### Collected data

____________

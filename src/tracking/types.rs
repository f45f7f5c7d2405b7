//! Tracking server entities, shaped like the REST API's JSON

use serde::{Deserialize, Deserializer, Serialize};
use std::cmp::Ordering;

/// Accepts int64 fields sent either as JSON numbers or as strings
fn lenient_i64<'de, D: Deserializer<'de>>(d: D) -> Result<i64, D::Error> {
    #[derive(Deserialize)]
    #[serde(untagged)]
    enum Raw {
        Num(i64),
        Str(String),
    }
    match Raw::deserialize(d)? {
        Raw::Num(n) => Ok(n),
        Raw::Str(s) => s.parse().map_err(serde::de::Error::custom),
    }
}

fn lenient_opt_i64<'de, D: Deserializer<'de>>(d: D) -> Result<Option<i64>, D::Error> {
    #[derive(Deserialize)]
    struct Wrap(#[serde(deserialize_with = "lenient_i64")] i64);
    Ok(Option::<Wrap>::deserialize(d)?.map(|w| w.0))
}

pub(crate) fn now_millis() -> i64 {
    chrono::Utc::now().timestamp_millis()
}

#[derive(Debug, Clone, PartialEq, Serialize, Deserialize)]
pub struct Experiment {
    pub experiment_id: String,
    pub name: String,
    #[serde(default, skip_serializing_if = "Option::is_none")]
    pub artifact_location: Option<String>,
    #[serde(default = "active")]
    pub lifecycle_stage: String,
}

fn active() -> String {
    "active".to_string()
}

#[derive(Debug, Clone, Copy, PartialEq, Eq, Serialize, Deserialize)]
#[serde(rename_all = "SCREAMING_SNAKE_CASE")]
pub enum RunStatus {
    Running,
    Scheduled,
    Finished,
    Failed,
    Killed,
}

/// Which runs a search returns, by lifecycle stage
#[derive(Debug, Clone, Copy, Default, PartialEq, Eq, Serialize, Deserialize)]
#[serde(rename_all = "SCREAMING_SNAKE_CASE")]
pub enum ViewType {
    #[default]
    ActiveOnly,
    DeletedOnly,
    All,
}

impl ViewType {
    pub fn admits(&self, lifecycle_stage: &str) -> bool {
        match self {
            ViewType::ActiveOnly => lifecycle_stage == "active",
            ViewType::DeletedOnly => lifecycle_stage == "deleted",
            ViewType::All => true,
        }
    }
}

#[derive(Debug, Clone, PartialEq, Serialize, Deserialize)]
pub struct RunInfo {
    pub run_id: String,
    pub experiment_id: String,
    #[serde(default, skip_serializing_if = "Option::is_none")]
    pub run_name: Option<String>,
    pub status: RunStatus,
    #[serde(deserialize_with = "lenient_i64")]
    pub start_time: i64,
    #[serde(default, deserialize_with = "lenient_opt_i64", skip_serializing_if = "Option::is_none")]
    pub end_time: Option<i64>,
    pub artifact_uri: String,
    #[serde(default = "active")]
    pub lifecycle_stage: String,
}

#[derive(Debug, Clone, PartialEq, Serialize, Deserialize)]
pub struct Metric {
    pub key: String,
    pub value: f64,
    #[serde(deserialize_with = "lenient_i64")]
    pub timestamp: i64,
    #[serde(default, deserialize_with = "lenient_i64")]
    pub step: i64,
}

impl Metric {
    pub fn new(key: impl Into<String>, value: f64) -> Self {
        Self {
            key: key.into(),
            value,
            timestamp: now_millis(),
            step: 0,
        }
    }
}

#[derive(Debug, Clone, PartialEq, Eq, Serialize, Deserialize)]
pub struct Param {
    pub key: String,
    pub value: String,
}

impl Param {
    pub fn new(key: impl Into<String>, value: impl ToString) -> Self {
        Self {
            key: key.into(),
            value: value.to_string(),
        }
    }
}

#[derive(Debug, Clone, PartialEq, Eq, Serialize, Deserialize)]
pub struct RunTag {
    pub key: String,
    pub value: String,
}

#[derive(Debug, Clone, Default, PartialEq, Serialize, Deserialize)]
pub struct RunData {
    #[serde(default)]
    pub metrics: Vec<Metric>,
    #[serde(default)]
    pub params: Vec<Param>,
    #[serde(default)]
    pub tags: Vec<RunTag>,
}

impl RunData {
    /// Latest value logged for `key`
    pub fn metric(&self, key: &str) -> Option<f64> {
        self.metrics
            .iter()
            .filter(|m| m.key == key)
            .max_by_key(|m| (m.step, m.timestamp))
            .map(|m| m.value)
    }

    pub fn param(&self, key: &str) -> Option<&str> {
        self.params.iter().find(|p| p.key == key).map(|p| p.value.as_str())
    }
}

#[derive(Debug, Clone, PartialEq, Serialize, Deserialize)]
pub struct Run {
    pub info: RunInfo,
    #[serde(default)]
    pub data: RunData,
}

/// One `order_by` clause: `metrics.<key> ASC|DESC`, `params.<key>` or
/// `attributes.<field>`
#[derive(Debug, Clone, PartialEq, Eq)]
pub struct OrderBy {
    pub kind: OrderKind,
    pub key: String,
    pub ascending: bool,
}

#[derive(Debug, Clone, Copy, PartialEq, Eq)]
pub enum OrderKind {
    Metric,
    Param,
    Attribute,
}

impl OrderBy {
    pub fn parse(clause: &str) -> Option<Self> {
        let mut parts = clause.split_whitespace();
        let field = parts.next()?;
        let ascending = match parts.next().map(|d| d.to_ascii_uppercase()) {
            None => true,
            Some(d) if d == "ASC" => true,
            Some(d) if d == "DESC" => false,
            Some(_) => return None,
        };
        let (prefix, key) = field.split_once('.')?;
        let kind = match prefix {
            "metrics" | "metric" => OrderKind::Metric,
            "params" | "param" => OrderKind::Param,
            "attributes" | "attribute" | "attr" => OrderKind::Attribute,
            _ => return None,
        };
        Some(Self {
            kind,
            key: key.trim_matches('`').to_string(),
            ascending,
        })
    }

    /// Compare two runs; runs missing the key always sort last
    pub fn compare(&self, a: &Run, b: &Run) -> Ordering {
        match self.kind {
            OrderKind::Metric => cmp_missing_last(a.data.metric(&self.key), b.data.metric(&self.key), |x, y| x.total_cmp(y), self.ascending),
            OrderKind::Param => cmp_missing_last(a.data.param(&self.key), b.data.param(&self.key), |x, y| x.cmp(y), self.ascending),
            OrderKind::Attribute => match self.key.as_str() {
                "start_time" => directed(a.info.start_time.cmp(&b.info.start_time), self.ascending),
                "end_time" => cmp_missing_last(a.info.end_time, b.info.end_time, |x, y| x.cmp(y), self.ascending),
                "run_name" => cmp_missing_last(a.info.run_name.as_deref(), b.info.run_name.as_deref(), |x, y| x.cmp(y), self.ascending),
                _ => directed(a.info.run_id.cmp(&b.info.run_id), self.ascending),
            },
        }
    }
}

fn directed(ord: Ordering, ascending: bool) -> Ordering {
    if ascending {
        ord
    } else {
        ord.reverse()
    }
}

fn cmp_missing_last<T>(a: Option<T>, b: Option<T>, cmp: impl Fn(&T, &T) -> Ordering, ascending: bool) -> Ordering {
    match (a, b) {
        (Some(x), Some(y)) => directed(cmp(&x, &y), ascending),
        (Some(_), None) => Ordering::Less,
        (None, Some(_)) => Ordering::Greater,
        (None, None) => Ordering::Equal,
    }
}

/// Parameters of a run search
#[derive(Debug, Clone, Serialize)]
pub struct SearchQuery {
    pub experiment_ids: Vec<String>,
    pub run_view_type: ViewType,
    pub max_results: usize,
    pub order_by: Vec<String>,
}

impl SearchQuery {
    pub fn new(experiment_id: impl Into<String>) -> Self {
        Self {
            experiment_ids: vec![experiment_id.into()],
            run_view_type: ViewType::ActiveOnly,
            max_results: 1000,
            order_by: Vec::new(),
        }
    }

    pub fn view_type(mut self, view: ViewType) -> Self {
        self.run_view_type = view;
        self
    }

    pub fn max_results(mut self, n: usize) -> Self {
        self.max_results = n;
        self
    }

    pub fn order_by(mut self, clause: impl Into<String>) -> Self {
        self.order_by.push(clause.into());
        self
    }

    pub(crate) fn parsed_order(&self) -> Vec<OrderBy> {
        self.order_by.iter().filter_map(|c| OrderBy::parse(c)).collect()
    }
}

#[derive(Debug, Clone, Copy, PartialEq, Eq, Serialize, Deserialize)]
#[serde(rename_all = "SCREAMING_SNAKE_CASE")]
pub enum ModelVersionStatus {
    PendingRegistration,
    FailedRegistration,
    Ready,
}

#[derive(Debug, Clone, PartialEq, Serialize, Deserialize)]
pub struct ModelVersion {
    pub name: String,
    pub version: String,
    pub source: String,
    #[serde(default, skip_serializing_if = "Option::is_none")]
    pub run_id: Option<String>,
    pub status: ModelVersionStatus,
    #[serde(default, deserialize_with = "lenient_opt_i64", skip_serializing_if = "Option::is_none")]
    pub creation_timestamp: Option<i64>,
}

#[derive(Debug, Clone, PartialEq, Serialize, Deserialize)]
pub struct RegisteredModel {
    pub name: String,
    #[serde(default, deserialize_with = "lenient_opt_i64", skip_serializing_if = "Option::is_none")]
    pub creation_timestamp: Option<i64>,
}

____________

### WHAT YOU SHOULD DO
Copy all lines from the entries that contain the word "ViewType".

### OUTPUT
pub enum ViewType {
impl ViewType {
            ViewType::ActiveOnly => lifecycle_stage == "active",
            ViewType::DeletedOnly => lifecycle_stage == "deleted",
            ViewType::All => true,
    pub run_view_type: ViewType,
            run_view_type: ViewType::ActiveOnly,
    pub fn view_type(mut self, view: ViewType) -> Self {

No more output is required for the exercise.